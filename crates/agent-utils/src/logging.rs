//! Logging and tracing utilities

use crate::config::LogFormat;
use tracing_subscriber::{EnvFilter, layer::SubscriberExt, util::SubscriberInitExt};

fn env_filter() -> EnvFilter {
    EnvFilter::try_from_default_env().unwrap_or_else(|_| EnvFilter::new("info"))
}

/// Initialize tracing subscriber with default configuration
pub fn init_tracing() {
    init_tracing_with(LogFormat::Text);
}

/// Initialize tracing subscriber with the given output format
///
/// Logs always go to stderr so that agent output on stdout stays clean.
/// Calling this more than once is harmless; later calls are ignored.
pub fn init_tracing_with(format: LogFormat) {
    let registry = tracing_subscriber::registry().with(env_filter());

    let result = match format {
        LogFormat::Text => registry
            .with(tracing_subscriber::fmt::layer().with_writer(std::io::stderr))
            .try_init(),
        LogFormat::Json => registry
            .with(
                tracing_subscriber::fmt::layer()
                    .json()
                    .with_writer(std::io::stderr),
            )
            .try_init(),
    };

    if result.is_err() {
        tracing::debug!("Tracing subscriber already installed");
    }
}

(Exercise):
If a line in the entries contains the word "agent", copy that line out.

(Response):
filename crates/agent-utils/src/logging.rs
/// Logs always go to stderr so that agent output on stdout stays clean.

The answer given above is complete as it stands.